→ PROBLEM DETAILS
Whenever a line in the entries below contains "solution", copy that line.

→ DATA PROVIDED

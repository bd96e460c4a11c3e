//! End-to-end tournament over a real git repository and a shell evaluator.
//!
//! Approach A passes on its first iteration; approach B never passes and is
//! ranked on its last reported metrics.

use std::sync::Arc;

use fleet::core::plan::{EvaluationPlan, PlanDraft};
use fleet::core::types::RunMode;
use fleet::io::artifacts::{SUMMARY_FILE, save_winner, write_tournament_summary};
use fleet::io::config::EvaluatorConfig;
use fleet::io::evaluator::ProcessEvaluator;
use fleet::io::git::GitGateway;
use fleet::test_support::{RoutedGenerator, TestRepo, sample_plan, services};
use fleet::tournament::{Tournament, TournamentRequest};

const EVAL_SCRIPT: &str = r#"code=$(cat "$1")
if [ "$code" = "pass" ]; then
  echo '{"success": true, "tests": {"t1": {"pass": true}, "t2": {"pass": true}, "t3": {"pass": true}}, "metrics": {"correctness_score": 1.0, "simplicity_score": 0.8, "performance_score": 0.9}}'
  exit 0
fi
echo '{"success": false, "tests": {"t1": {"pass": true}, "t2": {"pass": false, "message": "wrong answer"}}, "metrics": {"simplicity_score": 0.6, "performance_score": 0.5}}'
exit 1
"#;

fn plan() -> EvaluationPlan {
    let mut draft = PlanDraft::from(sample_plan());
    draft.eval_script = EVAL_SCRIPT.to_string();
    EvaluationPlan::new(draft).expect("plan")
}

fn shell_evaluator() -> ProcessEvaluator {
    ProcessEvaluator::new(&EvaluatorConfig {
        command: vec!["sh".to_string()],
        language: "sh".to_string(),
        script_name: "eval.sh".to_string(),
        candidate_name: "solution.txt".to_string(),
        timeout_secs: 10,
        output_limit_bytes: 10_000,
    })
}

#[tokio::test]
async fn passing_approach_wins_and_failing_one_is_ranked_on_last_metrics() {
    let repo = TestRepo::new().expect("repo");
    let work = tempfile::tempdir().expect("tempdir");
    let generator = RoutedGenerator::new()
        .route("A", "```sh\npass\n```\n")
        .route("B", "```sh\nfail\n```\n");
    let tournament = Tournament::new(services(
        generator,
        shell_evaluator(),
        GitGateway::default(),
    ));
    let request = TournamentRequest {
        approaches: vec!["A".to_string(), "B".to_string()],
        max_iterations: 2,
        mode: RunMode::Speculative,
        work_base: work.path().join("agents"),
        source_repo: repo.path().to_path_buf(),
        deadline: None,
    };

    let result = tournament
        .run(Arc::new(plan()), request)
        .await
        .expect("tournament");

    let winner = result.winner().expect("winner");
    assert_eq!(winner.approach, "A");
    assert!(winner.success);
    assert_eq!(winner.iteration_count(), 1);
    assert!((winner.score - 95.0).abs() < 1e-9, "score {}", winner.score);

    let loser = result.result_for("B").expect("B result");
    assert!(!loser.success);
    assert_eq!(loser.iteration_count(), 2);
    assert!((loser.score - 8.5).abs() < 1e-9, "score {}", loser.score);
    assert_eq!(loser.diagnostics, vec!["t2: wrong answer".to_string()]);
    assert_eq!(
        loser.error.as_deref(),
        Some("max iterations (2) reached without passing all tests")
    );
    assert_eq!(result.approaches(), vec!["A", "B"]);

    let branches = repo.git(&["branch", "--list", "agent/*"]).expect("branches");
    assert!(branches.contains("agent/a"), "{branches}");
    assert!(branches.contains("agent/b"), "{branches}");
    let candidate =
        std::fs::read_to_string(winner.work_dir.join("solution.txt")).expect("candidate");
    assert_eq!(candidate, "pass");
    assert!(winner.work_dir.join("eval.sh").exists());

    let summary = write_tournament_summary(work.path(), &result).expect("summary");
    assert_eq!(summary, work.path().join(SUMMARY_FILE));
    let json: serde_json::Value =
        serde_json::from_str(&std::fs::read_to_string(&summary).expect("read")).expect("json");
    assert_eq!(json["results"][0]["approach"], "A");
    assert_eq!(json["results"][1]["approach"], "B");

    let output = work.path().join("winner.txt");
    save_winner(&output, winner).expect("save winner");
    assert_eq!(std::fs::read_to_string(&output).expect("read"), "pass");
}

#[tokio::test]
async fn rerun_over_stale_worktrees_recovers() {
    let repo = TestRepo::new().expect("repo");
    let work = tempfile::tempdir().expect("tempdir");
    let request = TournamentRequest {
        approaches: vec!["A".to_string(), "B".to_string()],
        max_iterations: 1,
        mode: RunMode::Speculative,
        work_base: work.path().join("agents"),
        source_repo: repo.path().to_path_buf(),
        deadline: None,
    };
    let generator = RoutedGenerator::new()
        .route("A", "```sh\npass\n```\n")
        .route("B", "```sh\npass\n```\n");
    let tournament = Tournament::new(services(
        generator,
        shell_evaluator(),
        GitGateway::default(),
    ));

    tournament
        .run(Arc::new(plan()), request.clone())
        .await
        .expect("first run");
    let second = tournament
        .run(Arc::new(plan()), request)
        .await
        .expect("second run");

    for result in second.results() {
        assert!(result.success, "{}: {:?}", result.approach, result.error);
    }
}
//! Weighted scoring of agent results against the plan's category weights.

use tracing::warn;

use crate::core::plan::{CORRECTNESS, EvaluationPlan};
use crate::core::types::{AgentResult, Metrics};

/// Non-correctness credit kept by agents that never passed every test.
pub const FAILING_DISCOUNT: f64 = 0.5;

/// Metric that carries the `[0,1]` score for a weight category.
pub fn metric_key(category: &str) -> String {
    format!("{category}_score")
}

/// Score one agent in `[0, 100]`.
///
/// Each weight category reads `<category>_score` from the metrics (missing
/// counts as 0, values clamp to `[0,1]`). A failing agent gets no correctness
/// credit and half credit everywhere else.
pub fn score_result(metrics: &Metrics, plan: &EvaluationPlan, success: bool) -> f64 {
    plan.weights()
        .iter()
        .map(|(category, weight)| {
            let value = metrics
                .get(&metric_key(category))
                .copied()
                .filter(|value| value.is_finite())
                .unwrap_or(0.0)
                .clamp(0.0, 1.0);
            let credited = match (success, category.as_str()) {
                (true, _) => value,
                (false, CORRECTNESS) => 0.0,
                (false, _) => value * FAILING_DISCOUNT,
            };
            credited * weight
        })
        .sum()
}

/// Assign scores to every result in place.
pub fn apply_scores(results: &mut [AgentResult], plan: &EvaluationPlan) {
    warn_unscored_categories(results, plan);
    for result in results.iter_mut() {
        result.score = score_result(&result.metrics, plan, result.success);
    }
}

fn warn_unscored_categories(results: &[AgentResult], plan: &EvaluationPlan) {
    for category in plan.weights().keys() {
        let key = metric_key(category);
        let reported = results
            .iter()
            .any(|result| result.metrics.contains_key(&key));
        if !reported && results.iter().any(|result| !result.iterations.is_empty()) {
            warn!(category = %category, metric = %key, "no agent reported metric for weighted category");
        }
    }
}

→ COMPLETED EXERCISE
        candidate_name: "solution.txt".to_string(),
        std::fs::read_to_string(winner.work_dir.join("solution.txt")).expect("candidate");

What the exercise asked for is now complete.